With the hot summer sun in Australia, it may come as no surprise that melanoma skin cancer is the most common cancer to affect young people between the age of 15 and 39 years old. Tragically, if melanoma cancer is not caught in its early stages, it can metastasise (spread) to the lymph nodes and then rapidly to distant parts of the body where it becomes harder to treat.

With your support, there is hope on the horizon. In the last ten years new treatments have developed which harness a patient’s own immune system (known as immunotherapy) to fight metastatic melanoma, and these are already helping patients live longer and in less pain.

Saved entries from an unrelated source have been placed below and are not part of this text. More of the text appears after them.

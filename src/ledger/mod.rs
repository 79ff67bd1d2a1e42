//! # Instance Ledger
//!
//! Durable record mapping (parent task instance, parameter-set index) to the
//! command and sub-workflow instance launched for it.
//!
//! ## Architecture
//!
//! - [`LaunchRepository`]: narrow persistence contract (insert-if-absent,
//!   read, per-row compare-and-set). Implementations are partitioned by parent
//!   task instance id; no row is written by more than one orchestrator.
//! - [`InstanceLedger`]: enforces the row invariants on top of a repository
//!   (one command id per index, no observation before dispatch, terminal rows
//!   never move) and retries transient I/O failures.
//! - [`InMemoryLaunchRepository`]: in-process repository for tests and
//!   embedding hosts.
//! - `PgLaunchRepository`: PostgreSQL repository (feature `postgres`).

pub mod instance_ledger;
pub mod memory;
#[cfg(feature = "postgres")]
pub mod postgres;
pub mod repository;

pub use instance_ledger::{DispatchRecord, InstanceLedger, ObservationOutcome};
pub use memory::InMemoryLaunchRepository;
#[cfg(feature = "postgres")]
pub use postgres::PgLaunchRepository;
pub use repository::{LaunchRepository, LaunchUpdate, RepositoryResult};
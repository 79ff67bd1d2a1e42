//! # Resilience Module
//!
//! Bounded retry with exponential backoff for transient infrastructure
//! failures (command submission, ledger I/O).
//!
//! Every mutating operation of the orchestrator is idempotent by parameter-set
//! index, so retrying at the point of failure is always safe.
//!
//! ## Usage
//!
//! ```rust
//! use tasker_dynamic::config::RetryConfig;
//! use tasker_dynamic::resilience::RetryPolicy;
//! use tasker_dynamic::DynamicTaskError;
//!
//! # tokio_test::block_on(async {
//! let policy = RetryPolicy::from(&RetryConfig::default());
//! let value = policy
//!     .run("example", || async { Ok::<_, DynamicTaskError>(42) })
//!     .await?;
//! assert_eq!(value, 42);
//! # Ok::<(), DynamicTaskError>(())
//! # }).unwrap();
//! ```

pub mod retry;

pub use retry::RetryPolicy;
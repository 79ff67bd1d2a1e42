//! Builders for task execution contexts and their parameter blobs

use super::SUB_WORKFLOW_CODE;
use serde_json::{json, Value};
use tasker_dynamic::models::{CompletionPolicy, TaskInstanceId};
use tasker_dynamic::orchestration::TaskExecutionContext;
use tasker_dynamic::VarPool;

/// Builder for the JSON parameter blob of a dynamic task node
#[derive(Debug, Clone)]
pub struct DynamicParamsBuilder {
    values: String,
    parallelism: u32,
    policy: CompletionPolicy,
    allow_empty: bool,
    definition_code: i64,
}

impl DynamicParamsBuilder {
    /// One expression parameter `shard` over `count` values
    pub fn shards(count: u32) -> Self {
        let values = (0..count)
            .map(|i| format!("s{i}"))
            .collect::<Vec<_>>()
            .join(",");
        Self {
            values,
            parallelism: 1,
            policy: CompletionPolicy::default(),
            allow_empty: false,
            definition_code: SUB_WORKFLOW_CODE,
        }
    }

    pub fn with_values(mut self, values: &str) -> Self {
        self.values = values.to_string();
        self
    }

    pub fn parallelism(mut self, parallelism: u32) -> Self {
        self.parallelism = parallelism;
        self
    }

    pub fn policy(mut self, policy: CompletionPolicy) -> Self {
        self.policy = policy;
        self
    }

    pub fn allow_empty(mut self) -> Self {
        self.allow_empty = true;
        self
    }

    pub fn definition_code(mut self, definition_code: i64) -> Self {
        self.definition_code = definition_code;
        self
    }

    pub fn build(&self) -> Value {
        json!({
            "sub_workflow": {"definition_code": self.definition_code},
            "parameter_source": {
                "type": "expression",
                "parameters": [{"name": "shard", "value": self.values}]
            },
            "parallelism": self.parallelism,
            "completion_policy": self.policy,
            "allow_empty": self.allow_empty
        })
    }

    pub fn context(&self, task_instance_id: TaskInstanceId) -> TaskExecutionContext {
        context_with(task_instance_id, self.build(), VarPool::new())
    }
}

pub fn context_with(
    task_instance_id: TaskInstanceId,
    task_params: Value,
    var_pool: VarPool,
) -> TaskExecutionContext {
    TaskExecutionContext {
        task_instance_id,
        workflow_instance_id: 500 + task_instance_id,
        task_name: "fan_out".to_string(),
        task_params,
        var_pool,
    }
}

The first immunotherapy treatment to come on the market is called Ipilimumab, which has been trialled at The Queen Elizabeth Hospital (TQEH) for the last few years with some very successful results, a fact physician in training Tharani Perera recently discovered through a review of this treatment.

“My role was simply auditing what results clinicians at TQEH were getting with Ipilimumab. This treatment has been shown in clinical trials to improve survival rates for metastatic melanoma so it’s important that what we are doing in our work as doctors reflects that,” Tharani explained.

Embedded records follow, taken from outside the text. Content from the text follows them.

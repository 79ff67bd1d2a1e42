//! Configuration Error Types
//!
//! Errors raised while loading and validating orchestrator configuration and
//! per-task dynamic parameters.

use thiserror::Error;

/// Configuration-related errors with detailed context
#[derive(Debug, Clone, PartialEq, Error)]
pub enum ConfigurationError {
    /// Configuration sources could not be read or merged
    #[error("Failed to load configuration from {source_name}: {error}")]
    LoadError { source_name: String, error: String },

    /// Invalid configuration value
    #[error("Invalid value '{value}' for field '{field}': {context}")]
    InvalidValue {
        field: String,
        value: String,
        context: String,
    },

    /// Missing required configuration field
    #[error("Missing required configuration field '{field}' in {context}")]
    MissingRequiredField { field: String, context: String },

    /// Malformed dynamic parameter source or task parameters
    #[error("Invalid dynamic task parameters: {error}")]
    InvalidTaskParameters { error: String },
}

impl ConfigurationError {
    /// Create an invalid value error
    pub fn invalid_value(
        field: impl Into<String>,
        value: impl ToString,
        context: impl Into<String>,
    ) -> Self {
        Self::InvalidValue {
            field: field.into(),
            value: value.to_string(),
            context: context.into(),
        }
    }

    /// Create a missing field error
    pub fn missing_required_field(field: impl Into<String>, context: impl Into<String>) -> Self {
        Self::MissingRequiredField {
            field: field.into(),
            context: context.into(),
        }
    }

    /// Create an invalid task parameters error
    pub fn invalid_task_parameters(error: impl Into<String>) -> Self {
        Self::InvalidTaskParameters {
            error: error.into(),
        }
    }
}

impl From<config::ConfigError> for ConfigurationError {
    fn from(error: config::ConfigError) -> Self {
        Self::LoadError {
            source_name: "layered sources".to_string(),
            error: error.to_string(),
        }
    }
}

/// Result type for configuration operations
pub type ConfigResult<T> = Result<T, ConfigurationError>;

“Metastatic melanoma has been a particularly tough cancer to treat before immunotherapy, with outcomes from traditional chemotherapy being only modest. This new way of tackling cancers using immunotherapy drugs is actually getting considerable results – which is exciting.”

Immunotherapy treatment has been available to patients with metastatic melanoma for the last 10 years allowing patients to live up to 10 or 12 months longer than they would have if treated with only chemotherapy.

“The fact this treatment can increase survival for even 10 to 12 months is huge.”

Since the discovery of Ipilimumab, melanoma has become a rapidly growing research area with more immune-based treatments emerging and having positive impacts on patients today. An exciting development, Tharani is confident research will continue improving care and treatment for her own patients in the future.

“Melanoma has become a fast moving research area. Now there are newer drugs superseding Ipilimumab in the market. These treatments still harness the immune system to fight the cancer but they are targeting different things, and are actually currently showing better results with less side effects,” she said.

With patients responding differently to various treatments, this opens up avenues for personalised medicine, an area researchers are now exploring in a range of cancers.

“Cancer treatment has changed so much. It’s exciting for us as future physicians as there are more treatments available to patients now” Tharani said.